La ciudad forma, según su autor, una “trilogía involuntaria” junto a las novelas París (1979) y El lugar (1982). Una búsqueda, persecución o huida –siempre postergada– a través de espacios cerrados que parecen multiplicarse al infinito. Un merodeo de protagonistas a su pesar entre la inasibilidad e ingobernabilidad de los objetos, en el que humor y siniestro desdibujan sus presuntas fronteras. Nick Carter se divierte mientras el lector es asesinado y yo agonizo (1975, escrita bajo el influjo de los valses de Strauss) y Dejen todo en mis manos (1994) son muestras de lo que Levrero puede hacer de los géneros populares sin traicionar su tensión narrativa ni resignar un primer plano de legibilidad ingenua. Completan la lista de sus novelas El discurso vacío (1996) y El alma de Gardel (1996).

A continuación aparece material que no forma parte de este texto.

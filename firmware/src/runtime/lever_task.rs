use brake_core::duty::DutyMapper;
use brake_core::lever::{LeverSampler, LeverSource};
use brake_core::{BrakeCalibration, ControlState};
use embassy_time::{Duration, Ticker};

use super::CommandSignal;
use crate::hw::LeverAdc;
use crate::logging;

/// Conversion cadence; well above the 50 Hz servo update rate.
const SAMPLE_INTERVAL: Duration = Duration::from_millis(1);

#[embassy_executor::task]
pub async fn run(
    state: &'static ControlState,
    commands: &'static CommandSignal,
    mut lever: LeverAdc<'static>,
    calibration: BrakeCalibration,
) -> ! {
    let sampler = LeverSampler::new(&calibration);
    let mapper = DutyMapper::new(&calibration);
    let mut decision = state.decision();
    let mut ticker = Ticker::every(SAMPLE_INTERVAL);

    loop {
        if let Some(sample) = lever.next_sample() {
            let update = sampler.on_sample(sample, &mapper, state);
            // Signal overwrites any value the actuator task has not yet applied.
            commands.signal(update);

            let current = state.decision();
            if current != decision {
                logging::log_decision_change(decision, current, update);
                decision = current;
            }
        }

        ticker.next().await;
    }
}
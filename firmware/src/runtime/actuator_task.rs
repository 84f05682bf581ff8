use brake_core::ControlState;
use brake_core::actuator::ActuatorDriver;

use super::CommandSignal;
use crate::hw::ServoPwm;

#[embassy_executor::task]
pub async fn run(
    commands: &'static CommandSignal,
    state: &'static ControlState,
    servos: ServoPwm<'static>,
) -> ! {
    let mut driver = ActuatorDriver::new(servos);
    driver.refresh(state);

    loop {
        let next = commands.wait().await;
        driver.apply(next);
    }
}
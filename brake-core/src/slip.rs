//! Slip detection from paired wheel periods.
//!
//! A longer pulse period means the wheel is turning slower. When both wheels
//! have a fresh measurement the detector compares them, stores the decision
//! and consumes the pair; otherwise the previous decision stays in effect so a
//! stationary wheel never blocks lever-only braking.

use crate::Ticks;
use crate::state::ControlState;

/// Which wheel, if any, is turning slower than the other.
#[derive(Copy, Clone, Debug, Default, Eq, PartialEq)]
pub enum SlipDecision {
    #[default]
    Balanced,
    FrontSlower,
    RearSlower,
}

impl SlipDecision {
    const BALANCED_CODE: u8 = 0;
    const FRONT_SLOWER_CODE: u8 = 1;
    const REAR_SLOWER_CODE: u8 = 2;

    /// Encodes the decision for atomic storage.
    #[must_use]
    pub const fn to_raw(self) -> u8 {
        match self {
            SlipDecision::Balanced => Self::BALANCED_CODE,
            SlipDecision::FrontSlower => Self::FRONT_SLOWER_CODE,
            SlipDecision::RearSlower => Self::REAR_SLOWER_CODE,
        }
    }

    /// Decodes a stored decision; unknown codes fall back to [`SlipDecision::Balanced`].
    #[must_use]
    pub const fn from_raw(code: u8) -> Self {
        match code {
            Self::FRONT_SLOWER_CODE => SlipDecision::FrontSlower,
            Self::REAR_SLOWER_CODE => SlipDecision::RearSlower,
            _ => SlipDecision::Balanced,
        }
    }

    #[must_use]
    pub const fn label(self) -> &'static str {
        match self {
            SlipDecision::Balanced => "balanced",
            SlipDecision::FrontSlower => "front-slower",
            SlipDecision::RearSlower => "rear-slower",
        }
    }
}

/// Compares wheel periods against a fixed threshold.
#[derive(Copy, Clone, Debug, Eq, PartialEq)]
pub struct SlipDetector {
    threshold: u32,
}

impl SlipDetector {
    #[must_use]
    pub const fn new(threshold: u32) -> Self {
        Self { threshold }
    }

    /// Classifies a pair of periods without touching shared state.
    #[must_use]
    pub fn classify(&self, front: Ticks, rear: Ticks) -> SlipDecision {
        let difference = i64::from(front) - i64::from(rear);
        let threshold = i64::from(self.threshold);
        if difference > threshold {
            SlipDecision::FrontSlower
        } else if difference < -threshold {
            SlipDecision::RearSlower
        } else {
            SlipDecision::Balanced
        }
    }

    /// Refreshes the stored decision when both periods are fresh and returns
    /// the decision now in effect.
    #[must_use]
    pub fn evaluate(&self, state: &ControlState) -> SlipDecision {
        match state.take_period_pair() {
            Some((front, rear)) => {
                let decision = self.classify(front, rear);
                state.set_decision(decision);
                decision
            }
            None => state.decision(),
        }
    }
}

Sus libros de cuentos son, tal vez –por la riqueza de temas, texturas y procedimientos–, los que mejor representan la totalidad de la obra: La máquina de pensar en Gladys (1971), Espacios libres (1987), El portero y el otro (1992). Sus incursiones en la historieta –firmando como Jorge Varlotta– fueron dos: Santo Varón y Los profesionales. “Con el dibujante Lizán teníamos una sintonía de equipo excepcional. Formábamos una especie de mente única.” Y Ya que estamos, una colección de textos inclasificables, es cosecha 2001. Lo que se viene es Irrupciones I: una recopilación de textos publicados a ambos lados del Plata (algunos de ellos francamente “hiperrealistas”), que se convertirá en el volumen inicial de una colección cooperativa llamada “De los Flexes Terpines”, que unirá a narradores de distintas estéticas unidos por el rechazo que les propinó el mercado editorial. “Han sido elegidos todos por mí”, dice Levrero (¿pero no era que no leía literatura uruguaya?). “Son auténticos escritores: de alma. No escriben para; escriben por. Por necesidad de escribir, que para mí es la única fuente de la que surge auténtica literatura.”